- Exercise
In the listing below, print exactly the lines between the line holding "filename crates/cards-proto/src/platform.rs" and the line holding "dirs::data_local_dir()", inclusive, and no more.

- Supplied information
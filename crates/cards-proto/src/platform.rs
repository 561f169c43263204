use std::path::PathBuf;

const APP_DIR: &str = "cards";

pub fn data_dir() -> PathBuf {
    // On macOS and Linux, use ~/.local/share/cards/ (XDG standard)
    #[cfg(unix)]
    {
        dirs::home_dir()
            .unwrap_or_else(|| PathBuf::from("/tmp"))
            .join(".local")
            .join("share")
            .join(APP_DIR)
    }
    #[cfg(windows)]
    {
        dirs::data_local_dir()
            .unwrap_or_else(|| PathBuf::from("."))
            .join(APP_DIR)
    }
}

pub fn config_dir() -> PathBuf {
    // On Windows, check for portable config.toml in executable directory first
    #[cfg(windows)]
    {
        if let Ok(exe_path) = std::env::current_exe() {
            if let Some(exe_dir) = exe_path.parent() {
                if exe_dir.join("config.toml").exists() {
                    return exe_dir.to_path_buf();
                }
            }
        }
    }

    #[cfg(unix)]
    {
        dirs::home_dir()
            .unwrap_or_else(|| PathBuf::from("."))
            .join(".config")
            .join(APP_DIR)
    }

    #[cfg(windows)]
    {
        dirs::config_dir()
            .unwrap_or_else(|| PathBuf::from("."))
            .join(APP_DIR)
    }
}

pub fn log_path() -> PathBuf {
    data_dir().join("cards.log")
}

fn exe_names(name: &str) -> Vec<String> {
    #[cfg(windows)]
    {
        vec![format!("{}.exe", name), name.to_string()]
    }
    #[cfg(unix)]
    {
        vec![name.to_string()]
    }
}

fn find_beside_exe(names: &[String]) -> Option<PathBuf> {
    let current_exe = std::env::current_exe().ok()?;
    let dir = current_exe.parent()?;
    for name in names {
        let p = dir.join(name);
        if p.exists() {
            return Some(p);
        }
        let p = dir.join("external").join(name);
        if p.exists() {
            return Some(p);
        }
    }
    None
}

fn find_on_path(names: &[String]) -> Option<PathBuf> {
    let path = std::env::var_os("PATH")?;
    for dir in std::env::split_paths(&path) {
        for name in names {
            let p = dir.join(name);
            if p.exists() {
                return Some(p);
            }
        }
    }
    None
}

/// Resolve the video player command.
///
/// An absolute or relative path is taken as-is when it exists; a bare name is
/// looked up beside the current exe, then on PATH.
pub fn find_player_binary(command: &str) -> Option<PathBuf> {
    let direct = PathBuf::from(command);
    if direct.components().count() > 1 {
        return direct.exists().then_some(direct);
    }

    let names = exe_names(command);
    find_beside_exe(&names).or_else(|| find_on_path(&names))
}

==

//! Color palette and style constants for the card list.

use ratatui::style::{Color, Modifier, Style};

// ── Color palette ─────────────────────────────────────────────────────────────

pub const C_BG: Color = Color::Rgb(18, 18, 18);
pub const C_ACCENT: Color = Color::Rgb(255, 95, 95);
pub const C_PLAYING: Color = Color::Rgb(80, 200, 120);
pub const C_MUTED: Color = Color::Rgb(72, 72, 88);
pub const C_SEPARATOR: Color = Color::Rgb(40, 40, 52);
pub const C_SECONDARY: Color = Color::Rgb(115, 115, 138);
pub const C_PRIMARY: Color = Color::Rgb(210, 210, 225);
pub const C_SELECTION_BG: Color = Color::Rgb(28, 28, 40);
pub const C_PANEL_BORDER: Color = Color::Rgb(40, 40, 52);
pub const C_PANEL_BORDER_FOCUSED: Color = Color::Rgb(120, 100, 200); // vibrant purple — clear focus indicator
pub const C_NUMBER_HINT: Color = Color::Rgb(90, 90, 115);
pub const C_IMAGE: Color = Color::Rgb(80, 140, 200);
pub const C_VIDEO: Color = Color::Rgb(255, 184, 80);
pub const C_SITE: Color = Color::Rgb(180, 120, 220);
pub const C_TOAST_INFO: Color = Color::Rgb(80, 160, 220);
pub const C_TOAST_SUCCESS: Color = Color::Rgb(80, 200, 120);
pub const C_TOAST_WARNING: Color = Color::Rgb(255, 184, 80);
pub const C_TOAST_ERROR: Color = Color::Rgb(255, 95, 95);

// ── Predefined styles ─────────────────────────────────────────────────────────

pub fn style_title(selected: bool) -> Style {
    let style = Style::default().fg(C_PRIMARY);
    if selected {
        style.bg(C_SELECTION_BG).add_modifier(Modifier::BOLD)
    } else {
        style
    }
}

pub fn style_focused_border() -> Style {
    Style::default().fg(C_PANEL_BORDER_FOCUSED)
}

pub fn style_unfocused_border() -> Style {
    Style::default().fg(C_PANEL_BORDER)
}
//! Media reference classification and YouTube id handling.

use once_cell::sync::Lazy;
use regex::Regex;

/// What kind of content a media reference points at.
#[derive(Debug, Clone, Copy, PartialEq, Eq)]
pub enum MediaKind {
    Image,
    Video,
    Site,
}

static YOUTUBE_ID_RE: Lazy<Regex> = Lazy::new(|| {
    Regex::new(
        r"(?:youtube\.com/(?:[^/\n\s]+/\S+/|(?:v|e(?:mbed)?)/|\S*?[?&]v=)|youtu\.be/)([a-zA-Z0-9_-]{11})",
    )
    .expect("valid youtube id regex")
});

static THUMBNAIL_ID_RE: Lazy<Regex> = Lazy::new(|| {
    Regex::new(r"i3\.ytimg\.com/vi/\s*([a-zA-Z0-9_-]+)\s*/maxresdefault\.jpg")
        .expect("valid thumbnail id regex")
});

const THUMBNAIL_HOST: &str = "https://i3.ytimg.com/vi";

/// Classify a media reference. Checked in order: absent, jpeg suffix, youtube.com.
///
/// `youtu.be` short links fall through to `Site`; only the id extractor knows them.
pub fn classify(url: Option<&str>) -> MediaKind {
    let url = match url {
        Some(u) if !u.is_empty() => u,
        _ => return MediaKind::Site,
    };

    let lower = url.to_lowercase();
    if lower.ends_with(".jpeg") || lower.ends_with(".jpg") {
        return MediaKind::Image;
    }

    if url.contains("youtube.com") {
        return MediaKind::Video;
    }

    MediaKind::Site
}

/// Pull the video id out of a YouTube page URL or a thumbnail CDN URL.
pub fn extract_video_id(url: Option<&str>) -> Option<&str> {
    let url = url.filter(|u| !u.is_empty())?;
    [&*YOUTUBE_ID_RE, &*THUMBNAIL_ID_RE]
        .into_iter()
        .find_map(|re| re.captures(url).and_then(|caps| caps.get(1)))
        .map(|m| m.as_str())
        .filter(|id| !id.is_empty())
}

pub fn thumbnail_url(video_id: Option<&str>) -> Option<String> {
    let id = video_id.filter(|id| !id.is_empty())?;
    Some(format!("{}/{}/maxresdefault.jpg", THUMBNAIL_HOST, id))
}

- Reply to the task
filename crates/cards-proto/src/platform.rs
repository 561f169c43263204
use std::path::PathBuf;

const APP_DIR: &str = "cards";

pub fn data_dir() -> PathBuf {
    // On macOS and Linux, use ~/.local/share/cards/ (XDG standard)
    #[cfg(unix)]
    {
        dirs::home_dir()
            .unwrap_or_else(|| PathBuf::from("/tmp"))
            .join(".local")
            .join("share")
            .join(APP_DIR)
    }
    #[cfg(windows)]
    {
        dirs::data_local_dir()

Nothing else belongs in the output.